Redis as a webhook buffer: what I learned building Agenda IA

When I started building Agenda IA — a WhatsApp scheduling bot that uses Claude AI to understand natural language — I assumed the hard part would be the AI integration. It wasn’t. The hard part was guaranteeing that no WhatsApp message would ever be dropped under load, and that the bot would always respond in under three seconds.

The problem wasn’t new: any system that receives webhooks has to deal with the same tension. But WhatsApp makes it sharper.

Why WhatsApp webhooks are different

The WhatsApp Cloud API fires webhooks in real time for every event: message received, message delivered, message read, status updated. If your endpoint takes more than 20 seconds to respond, WhatsApp assumes you failed and retries. If it retries enough times without success, it can deactivate the webhook altogether.

The real problem isn’t the timeout. It’s that processing a single message involves:

Parsing the payload and extracting intent with Claude AI (200–800ms)
Querying availability in Google Calendar (100–300ms)
Writing to MySQL and emitting a Socket.IO event to the admin dashboard
Responding to the customer on WhatsApp with a confirmation

Total: 500ms–1.2s under ideal conditions. But with multiple messages arriving simultaneously from different tenants, that compounds. And when the Claude API hits a latency spike, you’re looking at 2–3s easily.

The webhook response to WhatsApp has to be immediate. Processing can take whatever time it needs — but the 200 OK has to go out in milliseconds.

The solution: decouple reception from processing

The pattern is classic but effective: the webhook endpoint does exactly one thing — pushes the payload to Redis — and immediately responds 200 OK. A separate worker consumes the queue and runs all the processing.

// webhook handler (Express)
app.post('/webhook/whatsapp', async (req, res) => {
  const payload = JSON.stringify(req.body);
  await redis.lpush('whatsapp:incoming', payload);
  res.sendStatus(200);
});

// worker (separate process)
async function processLoop() {
  while (true) {
    const [, raw] = await redis.brpop('whatsapp:incoming', 0);
    const payload = JSON.parse(raw);
    await handleMessage(payload);
  }
}

BRPOP blocks until something is available in the list. It’s not an active poll, it doesn’t burn CPU. The worker processes one message at a time per tenant, which eliminates race conditions on the calendar.

Multi-tenant: one queue per business

The first design used a single global queue. It worked, but had a problem: if one business received a burst of messages — say, a Monday morning when everyone is calling to confirm appointments — it blocked processing for all other tenants.

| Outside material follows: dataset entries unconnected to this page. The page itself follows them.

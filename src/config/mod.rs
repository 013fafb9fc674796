#[cfg(feature = "cli")]
pub mod cli;
pub mod scenario;
pub mod site_config;

#[cfg(feature = "cli")]
pub use cli::{CliConfig, Command};
pub use scenario::{PageLayout, Scenario};
pub use site_config::SiteConfig;
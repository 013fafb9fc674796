use crate::config::site_config::SiteConfig;
use crate::utils::error::{Result, SiteError};
use crate::utils::validation::{self, Validate};
use serde::{Deserialize, Serialize};
use std::path::Path;

/// A scripted visit: a page layout plus the user input to replay against it.
#[derive(Debug, Clone, Serialize, Deserialize)]
pub struct Scenario {
    pub name: String,
    pub description: Option<String>,
    #[serde(default)]
    pub site: SiteConfig,
    #[serde(default)]
    pub page: PageLayout,
    #[serde(default)]
    pub steps: Vec<Step>,
    /// Clock value the replay settles at; defaults to the last step.
    pub end_at_ms: Option<u64>,
}

#[derive(Debug, Clone, PartialEq, Serialize, Deserialize)]
#[serde(default)]
pub struct PageLayout {
    pub viewport_width: f64,
    pub header_height: f64,
    pub hash: Option<String>,
    pub sections: Vec<SectionLayout>,
    pub nav_links: Vec<String>,
    pub video_modal: bool,
    pub video_src: String,
    pub submit_button: bool,
}

#[derive(Debug, Clone, PartialEq, Serialize, Deserialize)]
pub struct SectionLayout {
    pub id: String,
    pub top: f64,
    #[serde(default = "default_section_height")]
    pub height: f64,
}

fn default_section_height() -> f64 {
    800.0
}

impl Default for PageLayout {
    fn default() -> Self {
        let ids = [
            "about-section",
            "service-section",
            "testimonals-section",
            "team-section",
            "contact-form",
        ];
        let sections = ids
            .iter()
            .enumerate()
            .map(|(i, id)| SectionLayout {
                id: id.to_string(),
                top: 600.0 + 800.0 * i as f64,
                height: default_section_height(),
            })
            .collect();

        let mut nav_links = vec!["index.html".to_string()];
        nav_links.extend(ids.iter().map(|id| format!("#{}", id)));

        Self {
            viewport_width: 1280.0,
            header_height: 80.0,
            hash: None,
            sections,
            nav_links,
            video_modal: true,
            video_src: "https://www.youtube.com/embed/infinity-intro".to_string(),
            submit_button: true,
        }
    }
}

#[derive(Debug, Clone, PartialEq, Serialize, Deserialize)]
pub struct Step {
    #[serde(default)]
    pub at_ms: u64,
    #[serde(flatten)]
    pub action: Action,
}

#[derive(Debug, Clone, PartialEq, Serialize, Deserialize)]
#[serde(tag = "action", rename_all = "snake_case")]
pub enum Action {
    Click { selector: String },
    ClickLink { href: String },
    Key { key: String },
    Resize { width: f64 },
    Scroll { y: f64 },
    Fill { selector: String, value: String },
    Submit,
}

impl Scenario {
    pub fn from_file<P: AsRef<Path>>(path: P) -> Result<Self> {
        let content = std::fs::read_to_string(&path).map_err(SiteError::Io)?;
        Self::from_toml_str(&content)
    }

    pub fn from_toml_str(content: &str) -> Result<Self> {
        toml::from_str(content).map_err(|e| SiteError::ConfigValidationError {
            field: "scenario".to_string(),
            message: format!("TOML parsing error: {}", e),
        })
    }

    pub fn end_at_ms(&self) -> u64 {
        let last = self.steps.iter().map(|s| s.at_ms).max().unwrap_or(0);
        self.end_at_ms.unwrap_or(last).max(last)
    }
}

impl Validate for Scenario {
    fn validate(&self) -> Result<()> {
        self.site.validate()?;
        validation::validate_non_negative("page.viewport_width", self.page.viewport_width)?;
        validation::validate_non_negative("page.header_height", self.page.header_height)?;

        let mut previous = 0;
        for (i, step) in self.steps.iter().enumerate() {
            if step.at_ms < previous {
                return Err(SiteError::InvalidConfigValueError {
                    field: format!("steps[{}].at_ms", i),
                    value: step.at_ms.to_string(),
                    reason: "Steps must be listed in time order".to_string(),
                });
            }
            previous = step.at_ms;
        }

        Ok(())
    }
}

The fix was a queue per tenant, generated dynamically:

// push
const queueKey = `whatsapp:incoming:${tenantId}`;
await redis.lpush(queueKey, payload);

// dispatcher: discovers and distributes active queues
const keys = await redis.keys('whatsapp:incoming:*');
await Promise.all(keys.map(processQueue));

Each tenant processes at its own pace. A high-volume business doesn’t affect anyone else.

What I didn’t do and why

I considered BullMQ — the most popular queue library on top of Redis for Node — but ruled it out. BullMQ adds automatic retries, priorities, scheduled jobs, a monitoring UI… all useful, but my case was simpler: ordered messages, one worker per tenant, no complex retry logic (WhatsApp already retries on its own if it doesn’t receive the 200).

The rule I now use: if the processing flow fits in your head, bare Redis is enough. When you need job visibility, per-step configurable retries, or rate limiting per job type, that’s when BullMQ earns its complexity.

Result

With this architecture, the webhook responds in under 5ms. Full processing — including AI — takes between 800ms and 2.5s depending on Claude and Calendar API load. The bot confirms appointments in under 3 seconds 95% of the time.

The part that surprised me most: Redis as a queue requires almost no infrastructure. In production it runs on the same instance as the backend with 64MB of RAM allocated. At the current scale — tens of businesses, not thousands — that’s more than enough.

The truth is that most architecture problems at this scale don’t need more complex tools. They need cleaner separation of responsibilities.